# West Coast Favorite



## captcadillac (Dec 26, 2011)

My sister in law gave me this beautiful S.F. soda for Christmas. She received a deeper cobalt one from a friend/dealer in No. Cal. 
 Its my only West Coats soda in my collection (wait a minute, I forgot I have an early Babb,so its my second one)
 Its never been in the ground. Just love the style of the bottle.
 CaptCadillac


----------



## captcadillac (Dec 26, 2011)

Here is the back


----------



## captcadillac (Dec 26, 2011)

The lip area


----------



## captcadillac (Dec 26, 2011)

The base. I think these come only in a smooth base.


----------



## Wheelah23 (Dec 26, 2011)

That is _cool_! What a unique shape. I've seen those online before, what a nice addition!


----------



## Penn Digger (Dec 28, 2011)

You poor gift receiver!

 PD


----------



## captcadillac (Dec 29, 2011)

What a bummer to have received such a nice bottle!
 These come in shades of cobalt, green and aqua. There is a blob top example which I think is a little more uncommon than this one.
 I saw a display at a show (Reno?) of these and there were about 10 to 15 different examples in various shades and tops.
 Recently on ebay an aqua one went for over $300.00 I was surprised that it went for that much. Are the aquas more valuable?
 CaptCadillac


----------



## Dabeel (Dec 29, 2011)

Hey Captain,
 Doug here in Oakland, CA to let you know that the variant you have so wonderfully received fall in the $150.00 to 200.00 range.(previous auction prices)
 The aqua one with a blob top can go $300-$400 because it is rarer. If you find a green one in the same style as yours you are looking at 1,000 +.

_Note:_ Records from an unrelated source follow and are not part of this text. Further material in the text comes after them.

//! Earth Engine expression graphs.
//!
//! The REST API evaluates computations described as a DAG of function
//! invocations. Each builder here returns a complete `{"values", "result"}`
//! expression for one request; nodes are inlined except for mapped function
//! bodies, which the API requires to be referenced by key.

use crate::query::{CollectionQuery, CompositeImage, ReduceParams, TIME_START_PROPERTY};
use nfh_geo::AreaOfInterest;
use nfh_utils::dates::format_date;
use serde_json::{json, Map, Value};

/// Name bound to the image inside `Collection.map`.
const MAP_VARIABLE: &str = "_MAPPING_VAR_0_0";

fn constant(value: impl Into<Value>) -> Value {
    json!({ "constantValue": value.into() })
}

fn invoke(function: &str, arguments: Vec<(&str, Value)>) -> Value {
    let arguments: Map<String, Value> = arguments
        .into_iter()
        .map(|(name, value)| (name.to_string(), value))
        .collect();
    json!({
        "functionInvocationValue": {
            "functionName": function,
            "arguments": arguments,
        }
    })
}

fn image_constant(value: impl Into<Value>) -> Value {
    invoke("Image.constant", vec![("value", constant(value))])
}

/// Accumulates named values and produces the final expression document.
#[derive(Debug, Default)]
struct ExpressionBuilder {
    values: Map<String, Value>,
}

impl ExpressionBuilder {
    fn push(&mut self, node: Value) -> String {
        let key = self.values.len().to_string();
        self.values.insert(key.clone(), node);
        key
    }

    fn finish(mut self, result: Value) -> Value {
        let key = self.push(result);
        json!({ "values": self.values, "result": key })
    }
}

/// Disk geometry: the AOI center buffered by its radius in meters.
pub fn area_geometry(area: &AreaOfInterest) -> Value {
    let point = invoke(
        "GeometryConstructors.Point",
        vec![(
            "coordinates",
            constant(json!([area.center.lon, area.center.lat])),
        )],
    );
    invoke(
        "Geometry.buffer",
        vec![("geometry", point), ("distance", constant(area.radius_m()))],
    )
}

fn filtered_collection(query: &CollectionQuery) -> Value {
    let geometry = area_geometry(&query.area);
    let collection = invoke(
        "ImageCollection.load",
        vec![("id", constant(query.collection.as_str()))],
    );
    let by_bounds = invoke(
        "Collection.filter",
        vec![
            ("collection", collection),
            (
                "filter",
                invoke(
                    "Filter.intersects",
                    vec![("leftField", constant(".all")), ("rightValue", geometry)],
                ),
            ),
        ],
    );
    let date_range = invoke(
        "DateRange",
        vec![
            ("start", constant(format_date(&query.range.start()))),
            ("end", constant(format_date(&query.range.end()))),
        ],
    );
    let by_date = invoke(
        "Collection.filter",
        vec![
            ("collection", by_bounds),
            (
                "filter",
                invoke(
                    "Filter.dateRangeContains",
                    vec![
                        ("leftValue", date_range),
                        ("rightField", constant(TIME_START_PROPERTY)),
                    ],
                ),
            ),
        ],
    );
    invoke(
        "Collection.filter",
        vec![
            ("collection", by_date),
            (
                "filter",
                invoke(
                    "Filter.lessThan",
                    vec![
                        ("leftField", constant(query.cloud_property.as_str())),
                        ("rightValue", constant(query.max_cloud_pct)),
                    ],
                ),
            ),
        ],
    )
}

/// Body of the per-image cloud mask: clear where both QA bits are zero,
/// reflectance divided by the scale factor, acquisition time preserved.
fn cloud_mask_body(query: &CollectionQuery) -> Value {
    let image = json!({ "argumentReference": MAP_VARIABLE });
    let qa = invoke(
        "Image.select",
        vec![
            ("input", image.clone()),
            ("bandSelectors", constant(json!([query.mask.qa_band]))),
        ],
    );
    let bit_is_clear = |bit_mask: u16| {
        invoke(
            "Image.eq",
            vec![
                (
                    "image1",
                    invoke(
                        "Image.bitwiseAnd",
                        vec![("image1", qa.clone()), ("image2", image_constant(bit_mask))],
                    ),
                ),
                ("image2", image_constant(0)),
            ],
        )
    };
    let mask = invoke(
        "Image.and",
        vec![
            ("image1", bit_is_clear(query.mask.cloud_bit_mask())),
            ("image2", bit_is_clear(query.mask.cirrus_bit_mask())),
        ],
    );
    let masked = invoke(
        "Image.updateMask",
        vec![("image", image.clone()), ("mask", mask)],
    );
    let scaled = invoke(
        "Image.divide",
        vec![("image1", masked), ("image2", image_constant(query.scale_factor))],
    );
    invoke(
        "Element.copyProperties",
        vec![
            ("destination", scaled),
            ("source", image),
            ("properties", constant(json!([TIME_START_PROPERTY]))),
        ],
    )
}

fn composite_node(builder: &mut ExpressionBuilder, query: &CollectionQuery) -> Value {
    let body = builder.push(cloud_mask_body(query));
    let masked = invoke(
        "Collection.map",
        vec![
            ("collection", filtered_collection(query)),
            (
                "baseAlgorithm",
                json!({
                    "functionDefinitionValue": {
                        "argumentNames": [MAP_VARIABLE],
                        "body": body,
                    }
                }),
            ),
        ],
    );
    let median = invoke("reduce.median", vec![("collection", masked)]);
    let clipped = invoke(
        "Image.clip",
        vec![("input", median), ("geometry", area_geometry(&query.area))],
    );
    let index = invoke(
        "Image.rename",
        vec![
            (
                "input",
                invoke(
                    "Image.normalizedDifference",
                    vec![
                        ("input", clipped.clone()),
                        (
                            "bandNames",
                            constant(json!([query.nir_band, query.red_band])),
                        ),
                    ],
                ),
            ),
            ("names", constant(json!([query.index_band]))),
        ],
    );
    invoke(
        "Image.addBands",
        vec![("dstImg", clipped), ("srcImg", index)],
    )
}

/// Number of scenes passing the area, date and cloud filters.
pub fn image_count_expression(query: &CollectionQuery) -> Value {
    let builder = ExpressionBuilder::default();
    let size = invoke(
        "Collection.size",
        vec![("collection", filtered_collection(query))],
    );
    builder.finish(size)
}

/// Mean of the index band over `area`, as a single number (or null).
pub fn reduce_mean_expression(
    image: &CompositeImage,
    area: &AreaOfInterest,
    params: &ReduceParams,
) -> Value {
    let mut builder = ExpressionBuilder::default();
    let composite = composite_node(&mut builder, &image.query);
    let band = image.index_band();
    let selected = invoke(
        "Image.select",
        vec![
            ("input", composite),
            ("bandSelectors", constant(json!([band]))),
        ],
    );
    let stats = invoke(
        "Image.reduceRegion",
        vec![
            ("image", selected),
            ("reducer", invoke("Reducer.mean", vec![])),
            ("geometry", area_geometry(area)),
            ("scale", constant(params.scale_m)),
            ("maxPixels", constant(params.max_pixels)),
        ],
    );
    let value = invoke(
        "Dictionary.get",
        vec![("dictionary", stats), ("key", constant(band))],
    );
    builder.finish(value)
}

/// The index band alone, ready to be rendered as map tiles.
pub fn index_band_expression(image: &CompositeImage) -> Value {
    let mut builder = ExpressionBuilder::default();
    let composite = composite_node(&mut builder, &image.query);
    let selected = invoke(
        "Image.select",
        vec![
            ("input", composite),
            ("bandSelectors", constant(json!([image.index_band()]))),
        ],
    );
    builder.finish(selected)
}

 Great gift by the way, I still don't have one in my collection yet.

 Hope this helps,
 Doug


----------



## captcadillac (Dec 29, 2011)

Hey Doug,
 Thank you for the information on the bottles. My brother and I dug two green ones over twenty years ago in Napa county. Also, my neighbor 
 dug an aqua blob top in the same area. All turned out really well as far as condition.
 I gave my green one to a friend because he had about 5 examples of this bottle. I collect mainly Eastern & Southern sodas, so I thought he would like the green one.
 I had no idea that they were worth that much.
 CaptCadillac


----------



## Lordbud (Jan 4, 2012)

Beautiful example almost royal blue. I bowed out of the local soda collecting once they went past $40-50 apiece. Now I have to pick and choose carefully according to budget with perhaps one or two expensive bottles per year, if that.


----------



## WonGan (Jan 4, 2012)

I am primarily a digger,but that I would buy!


----------



## beendiggin (Jan 4, 2012)

Never seen that style before...both the base and the top are unique.  Very nice example.


----------



## captcadillac (Jan 5, 2012)

Thanks to everyone for your compliments on the bottle. I love the shape and color.
 I do remember when the prices averaged about $50.00 to $100.00 for a good soda or mineral water. It seems like they went a little berserk 
 around 2004-2006 and then went down. These days the more desirable ones have seem to be going back up in price.
 I wish I could still be digging for bottles, but age has a way of making it so your activities change. So been diggin hope that you can enjoy digging for bottles for a long time, its a lot of fun. 
 CaptCadillac


----------



## Dabeel (Jan 6, 2012)

Hey Welcome back Jason(Lordbud) haven't seen you on here in a while!


 Happy New Year,
 Doug


----------



## GACDIG (Jan 12, 2012)

In Deed a very odd shape and style bottle. Did it close with a cork?? Love it.
 gac


----------



## andy volkerts (Jan 12, 2012)

> ORIGINAL:  captcadillac
> 
> The lip area


 There was one at the Auburn Ca show a few yrs back, and it had a Hutter style stopper on it, not sure if it was stock to the bottle as the seller didnt have any history on the bottle


----------



## captcadillac (Jan 12, 2012)

My sister in law bought this one from a digger/collector out of the S.F. area. I think she bought it some years back because I seem to remember it while visiting my brother back in 2005.
 She told me that he had found in it in some rafters underneath a house. He just washed out with a brush. It definitely hasn't been tumbled  and it needs a little more washing with a brush on the inside.
 I remember the Auburn show as one of the shows to go to back in the 90's. I went with my older brother and had a really good time. He knew some of the dealers there. One in particular was a really nice guy named Rudy Kuhn. He collected poisons and he gave me a signed  set of his poison work books. He refused any money for them and said they were a present for me to take back to the islands.
 He passed away in the early 2000's? My brother received a huge poster of his called Rough on Rats. When my brother passed away, I received it and it is hanging on my wall over my bottles.
 CaptCadillac


----------